■ WORK ORDER ■
Locate each line with the string "status" in the listing below and copy it.

■ TASK INPUT ■
== == ==

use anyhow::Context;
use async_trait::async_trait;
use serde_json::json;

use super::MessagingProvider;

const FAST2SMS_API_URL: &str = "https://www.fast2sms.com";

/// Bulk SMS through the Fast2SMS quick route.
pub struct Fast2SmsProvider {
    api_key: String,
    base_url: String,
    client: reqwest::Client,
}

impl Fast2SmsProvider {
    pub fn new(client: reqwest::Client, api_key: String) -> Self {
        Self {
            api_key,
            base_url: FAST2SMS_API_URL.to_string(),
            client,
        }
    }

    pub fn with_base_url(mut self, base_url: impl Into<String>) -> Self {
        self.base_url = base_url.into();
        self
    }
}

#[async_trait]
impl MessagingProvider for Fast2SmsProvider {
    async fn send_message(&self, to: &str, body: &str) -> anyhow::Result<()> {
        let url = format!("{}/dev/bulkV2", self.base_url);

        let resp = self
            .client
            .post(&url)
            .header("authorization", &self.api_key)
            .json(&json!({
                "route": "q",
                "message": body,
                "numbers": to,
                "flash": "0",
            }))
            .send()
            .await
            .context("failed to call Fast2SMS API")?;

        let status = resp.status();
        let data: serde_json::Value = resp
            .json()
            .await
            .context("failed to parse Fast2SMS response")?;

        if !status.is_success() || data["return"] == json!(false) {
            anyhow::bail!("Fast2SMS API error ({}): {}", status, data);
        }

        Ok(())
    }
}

== == ==

■ SOLUTION ■
        let status = resp.status();
        if !status.is_success() || data["return"] == json!(false) {
            anyhow::bail!("Fast2SMS API error ({}): {}", status, data);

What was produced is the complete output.